Like much of America’s architecture, the Federal (or Federalist) style colonial architecture is the name for the classicizing design built around the end of the Revolutionary War. The typical form of original federal houses is a simple box shape- usually two or three rooms deep- with a symmetrical arrangement of doors and windows, predominately on the front. Two chimneys were often common and ran through the center of the house. Some larger, more lavish federals even featured four chimneys. Additions to the sides and rear are also common to the style.
In the early American Republic, the founding generation consciously chose to associate the nation with the ancient democracies of Greece and Rome. Using Roman architectural vocabulary, the Federal style applied to the balanced and symmetrical version of Georgian architecture that had been practiced in the American colonies new motifs of Neo-classical architecture.
American federal architecture differs from preceding Georgian colonial interpretations in its use of plainer surfaces with attenuated detail, usually isolated in panels, tablets or friezes. The most common embellishment to the simple box form is the addition of projecting gables; if just one gable then it was often centered on the house’s entry, if two or three, they were symmetrically placed in the roof line.

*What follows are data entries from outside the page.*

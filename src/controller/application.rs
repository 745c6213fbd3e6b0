//! Application Controller
//!
//! This module defines the controller orchestrating the dashboard: it owns
//! the event loop, drives the loading pipeline and swaps the active view
//! between the loading page and the dashboard.

use std::sync::Arc;

use eframe::App;
use log::{error, info};
use tokio::sync::mpsc::{Receiver, Sender};
use tokio::sync::Mutex;
use tokio::task::JoinHandle;

use crate::core::{events::AppEvent, view_trait::ViewApi};
use crate::model::glucose::GlucoseSessionData;
use crate::model::loader::{DataSource, DatasetCache};
use crate::view::{dashboard::DashboardView, loading::LoadingView};

/// Main application controller.
///
/// Owns the active view and the background event handler task. Implements
/// `eframe::App`, so rendering just forwards to whatever view is active.
pub struct AppController {
    view: Arc<Mutex<Box<dyn ViewApi>>>,
    _task_handle: JoinHandle<()>,
}

impl AppController {
    /// Creates the controller and kicks off the initial load.
    ///
    /// # Arguments
    /// - `source`: Where the export bytes come from.
    /// - `cache`: Memoizing dataset cache (owned by the event loop).
    /// - `gui_ctx`: The egui context, used to request repaints.
    pub fn new<DS>(source: DS, cache: DatasetCache, gui_ctx: egui::Context) -> Self
    where
        DS: DataSource + 'static,
    {
        info!("Initializing AppController.");
        let (event_tx, event_rx) = tokio::sync::mpsc::channel(16);
        let view: Arc<Mutex<Box<dyn ViewApi>>> = Arc::new(Mutex::new(Box::new(
            LoadingView::loading(event_tx.clone()),
        )));
        let _ = event_tx.try_send(AppEvent::LoadData);
        Self {
            view: view.clone(),
            _task_handle: tokio::spawn(Self::event_handler(
                source, cache, view, event_rx, event_tx, gui_ctx,
            )),
        }
    }

    /// Runs the loading pipeline and reports the outcome as an event.
    async fn load<DS: DataSource>(source: &DS, cache: &mut DatasetCache, event_tx: &Sender<AppEvent>) {
        let event = match cache.get_or_load(source).await {
            Ok(dataset) => match GlucoseSessionData::from_dataset(&dataset) {
                Ok(session) => AppEvent::SessionReady(Arc::new(session)),
                Err(e) => {
                    error!("deriving the session data failed: {}", e);
                    AppEvent::LoadFailed(e.to_string())
                }
            },
            Err(e) => {
                error!("loading the dataset failed: {}", e);
                AppEvent::LoadFailed(e.to_string())
            }
        };
        if event_tx.send(event).await.is_err() {
            error!("event channel closed while reporting the load outcome");
        }
    }

    /// Asynchronous event handler.
    ///
    /// Processes application-level events and swaps the active view.
    async fn event_handler<DS: DataSource>(
        source: DS,
        mut cache: DatasetCache,
        view: Arc<Mutex<Box<dyn ViewApi>>>,
        mut event_ch_rx: Receiver<AppEvent>,
        event_ch_tx: Sender<AppEvent>,
        gui_ctx: egui::Context,
    ) {
        while let Some(evt) = event_ch_rx.recv().await {
            match evt {
                AppEvent::LoadData => {
                    *view.lock().await = Box::new(LoadingView::loading(event_ch_tx.clone()));
                    Self::load(&source, &mut cache, &event_ch_tx).await;
                }
                AppEvent::ReloadData => {
                    cache.invalidate();
                    *view.lock().await = Box::new(LoadingView::loading(event_ch_tx.clone()));
                    Self::load(&source, &mut cache, &event_ch_tx).await;
                }
                AppEvent::SessionReady(session) => {
                    *view.lock().await =
                        Box::new(DashboardView::new(session, event_ch_tx.clone()));
                }
                AppEvent::LoadFailed(message) => {
                    *view.lock().await =
                        Box::new(LoadingView::failed(message, event_ch_tx.clone()));
                }
            }
            gui_ctx.request_repaint();
        }
    }
}

impl App for AppController {
    fn update(&mut self, ctx: &egui::Context, _frame: &mut eframe::Frame) {
        ctx.set_pixels_per_point(1.5);
        if let Err(e) = self.view.blocking_lock().render(ctx) {
            error!("Error during rendering: {}", e);
        }
    }
}
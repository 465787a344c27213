/*
Element trees rendered with termtree for the `tree` command.
Labels show the open tag and, for valued leaves, the text: `<title lang="en"> Harry Potter`.
 */
use termtree::Tree;
use tracing::instrument;

use crate::domain::NodeRef;

pub trait TreeNodeConvert {
    fn to_tree_string(&self) -> Tree<String>;
}

impl TreeNodeConvert for NodeRef<'_> {
    #[instrument(level = "trace", skip(self))]
    fn to_tree_string(&self) -> Tree<String> {
        let tags = self.make_xml_tags();
        let label = match tags.text {
            Some(text) => format!("{} {}", tags.open, text),
            None => tags.open,
        };

        // Recursively construct the children
        let leaves: Vec<_> = self.children().map(|c| c.to_tree_string()).collect();

        Tree::new(label).with_leaves(leaves)
    }
}
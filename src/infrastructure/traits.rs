//! I/O boundary traits for testability
//!
//! These traits abstract file access, allowing services
//! to be tested with in-memory implementations.

use std::fs::File;
use std::io::{self, BufWriter, Write};
use std::path::Path;

/// Filesystem abstraction for testability.
pub trait FileSystem: Send + Sync {
    /// Read file contents to string.
    fn read_to_string(&self, path: &Path) -> io::Result<String>;

    /// Write string content to file.
    fn write(&self, path: &Path, content: &str) -> io::Result<()>;

    /// Open a file for writing, truncating it. The handle closes when dropped.
    fn create(&self, path: &Path) -> io::Result<Box<dyn Write>>;

    /// Check if path exists.
    fn exists(&self, path: &Path) -> bool;

    /// Create directory and all parent directories.
    fn create_dir_all(&self, path: &Path) -> io::Result<()>;

    /// Create parent directories if needed.
    fn ensure_parent(&self, path: &Path) -> io::Result<()> {
        match path.parent() {
            Some(parent) if !parent.as_os_str().is_empty() && !self.exists(parent) => {
                self.create_dir_all(parent)
            }
            _ => Ok(()),
        }
    }
}

// ============================================================
// REAL IMPLEMENTATIONS
// ============================================================

/// Real filesystem implementation.
#[derive(Debug, Default)]
pub struct RealFileSystem;

impl FileSystem for RealFileSystem {
    fn read_to_string(&self, path: &Path) -> io::Result<String> {
        std::fs::read_to_string(path)
    }

    fn write(&self, path: &Path, content: &str) -> io::Result<()> {
        std::fs::write(path, content)
    }

    fn create(&self, path: &Path) -> io::Result<Box<dyn Write>> {
        Ok(Box::new(BufWriter::new(File::create(path)?)))
    }

    fn exists(&self, path: &Path) -> bool {
        path.exists()
    }

    fn create_dir_all(&self, path: &Path) -> io::Result<()> {
        std::fs::create_dir_all(path)
    }
}
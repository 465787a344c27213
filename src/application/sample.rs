//! Bookstore sample tree
//!
//! A fixed three-book catalogue used by the `sample` command and as a
//! realistic fixture in tests.

use tracing::instrument;

use crate::domain::{DomainResult, ElementSpec, NodeId, Value, XmlArena};

struct Book {
    category: &'static str,
    title: &'static str,
    author: &'static str,
    year: i64,
    price: f64,
}

const BOOKS: [Book; 3] = [
    Book {
        category: "cooking",
        title: "Everyday Italian",
        author: "Giada De Laurentiis",
        year: 2005,
        price: 24.95,
    },
    Book {
        category: "children",
        title: "Harry Potter",
        author: "J K. Rowling",
        year: 2005,
        price: 29.99,
    },
    Book {
        category: "web",
        title: "Learning XML",
        author: "Erik T. Ray",
        year: 2003,
        price: 39.95,
    },
];

/// Expected serialization of [`build_bookstore`].
pub const BOOKSTORE_XML: &str = r#"<bookstore>
  <book category="cooking">
    <title lang="en">Everyday Italian</title>
    <author>Giada De Laurentiis</author>
    <year>2005</year>
    <price>24.95</price>
  </book>
  <book category="children">
    <title lang="en">Harry Potter</title>
    <author>J K. Rowling</author>
    <year>2005</year>
    <price>29.99</price>
  </book>
  <book category="web">
    <title lang="en">Learning XML</title>
    <author>Erik T. Ray</author>
    <year>2003</year>
    <price>39.95</price>
  </book>
</bookstore>
"#;

/// Builds the bookstore tree in `arena` and returns its root.
#[instrument(level = "debug", skip(arena))]
pub fn build_bookstore(arena: &mut XmlArena) -> DomainResult<NodeId> {
    let root = arena.new_node("bookstore", true);
    for book in &BOOKS {
        let id = arena.make_child(root, ElementSpec::new("book").attribute("category", book.category))?;
        arena.make_child(id, ElementSpec::new("title").attribute("lang", "en").value(book.title))?;
        arena.make_child(id, ElementSpec::new("author").value(book.author))?;
        arena.make_child(id, ElementSpec::new("year").value(Value::Integer(book.year)))?;
        arena.make_child(id, ElementSpec::new("price").value(Value::Float(book.price)))?;
    }
    Ok(root)
}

Federal houses in the northern U.S. tend to be built with clapboard siding, often painted white. Federal-style homes typically emphasize the cornice with decorative molding, most typically tooth-like dentils or block-like projections. A fanlight ornamentation above the door was also common; these semicircular or elliptical details would often feature a window to bring in additional light above paneled doors. A roof line balustrade, also called a widow’s walk, is another common embellishment.